** WORK REQUEST **
From the entries that follow, report every line in which "LeaseToken" occurs.

■ ■ ■ ■ ■ ■ ■

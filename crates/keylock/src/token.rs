//! Lease token codec
//!
//! A lease token is the value stored under a lock key. Its wire form is
//! `"<expiry millis>_<owner id>"`. Holders that predate owner ids wrote a bare
//! `"<expiry millis>"`; those values still parse, with no owner.

use std::fmt::{Display, Formatter};
use std::str::FromStr;
use std::time::{Duration, SystemTime, UNIX_EPOCH};

use uuid::Uuid;

/// Separator between the expiry timestamp and the owner id
pub const TOKEN_SEPARATOR: char = '_';

/// Parsed lease token
#[derive(Debug, Clone, PartialEq, Eq, Hash)]
pub struct LeaseToken {
    /// Expiry timestamp (Unix millis)
    expires_at: i64,
    /// Unique owner id, `None` for legacy timestamp-only values
    owner: Option<String>,
}

impl LeaseToken {
    /// Issue a token with a fresh owner id
    pub fn issue(expires_at: i64) -> Self {
        Self {
            expires_at,
            owner: Some(Uuid::new_v4().to_string()),
        }
    }

    /// Issue a token that expires `lease` after `now` (Unix millis)
    ///
    /// One extra millisecond keeps the expiry strictly after `now + lease`.
    pub fn issue_for_lease(now: i64, lease: Duration) -> Self {
        Self::issue(now.saturating_add(lease.as_millis() as i64).saturating_add(1))
    }

    pub fn expires_at(&self) -> i64 {
        self.expires_at
    }

    pub fn owner(&self) -> Option<&str> {
        self.owner.as_deref()
    }

    /// Wire representation written to the store
    pub fn encode(&self) -> String {
        self.to_string()
    }

    /// Parse a stored value
    pub fn parse(value: &str) -> Option<Self> {
        let (millis, owner) = match value.split_once(TOKEN_SEPARATOR) {
            Some((millis, owner)) if !owner.is_empty() => (millis, Some(owner.to_string())),
            Some(_) => return None,
            None => (value, None),
        };
        if millis.is_empty() || !millis.bytes().all(|b| b.is_ascii_digit()) {
            return None;
        }
        let expires_at = millis.parse::<i64>().ok()?;
        Some(Self { expires_at, owner })
    }

    /// A token is expired once its expiry is strictly before `now`
    pub fn is_expired_at(&self, now: i64) -> bool {
        self.expires_at < now
    }

    pub fn is_expired(&self) -> bool {
        self.is_expired_at(current_timestamp())
    }

    /// Remaining lease time relative to `now`, zero once expired
    pub fn remaining(&self, now: i64) -> Duration {
        if self.expires_at > now {
            Duration::from_millis((self.expires_at - now) as u64)
        } else {
            Duration::ZERO
        }
    }
}

impl Display for LeaseToken {
    fn fmt(&self, f: &mut Formatter<'_>) -> std::fmt::Result {
        match &self.owner {
            Some(owner) => write!(f, "{}{}{}", self.expires_at, TOKEN_SEPARATOR, owner),
            None => write!(f, "{}", self.expires_at),
        }
    }
}

impl FromStr for LeaseToken {
    type Err = String;

    fn from_str(s: &str) -> Result<Self, Self::Err> {
        Self::parse(s).ok_or_else(|| format!("Invalid lease token: {}", s))
    }
}

/// Current wall-clock time in Unix millis
pub fn current_timestamp() -> i64 {
    SystemTime::now()
        .duration_since(UNIX_EPOCH)
        .map(|d| d.as_millis() as i64)
        .unwrap_or(0)
}
//! Error types for lock clients and store backends

/// Failure reported by a [`LockStore`](crate::store::LockStore) backend
#[derive(Debug, thiserror::Error)]
pub enum StoreError {
    #[error("store unavailable: {0}")]
    Unavailable(String),

    #[error("store {op} failed: {message}")]
    Backend { op: &'static str, message: String },

    #[cfg(feature = "redis")]
    #[error("redis error: {0}")]
    Redis(#[from] redis::RedisError),
}

/// Error type for lock operations
///
/// Timeouts are not errors: `acquire` reports them as `Ok(false)`.
#[derive(Debug, thiserror::Error)]
pub enum LockError {
    #[error(transparent)]
    Store(#[from] StoreError),

    #[error("lock acquisition aborted")]
    Aborted,

    #[error("acquisition already in progress for key '{0}'")]
    AcquireInProgress(String),

    #[error("lock '{0}' is already held by this client")]
    AlreadyHeld(String),

    #[error("key '{key}' holds a value that is not a lease token: {value:?}")]
    MalformedToken { key: String, value: String },

    #[error("configuration error: {0}")]
    Config(String),
}

impl From<config::ConfigError> for LockError {
    fn from(value: config::ConfigError) -> Self {
        LockError::Config(value.to_string())
    }
}

pub type Result<T> = std::result::Result<T, LockError>;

■ ■ ■ ■ ■ ■ ■

** RESULT BELOW **
pub struct LeaseToken {
impl LeaseToken {
impl Display for LeaseToken {
impl FromStr for LeaseToken {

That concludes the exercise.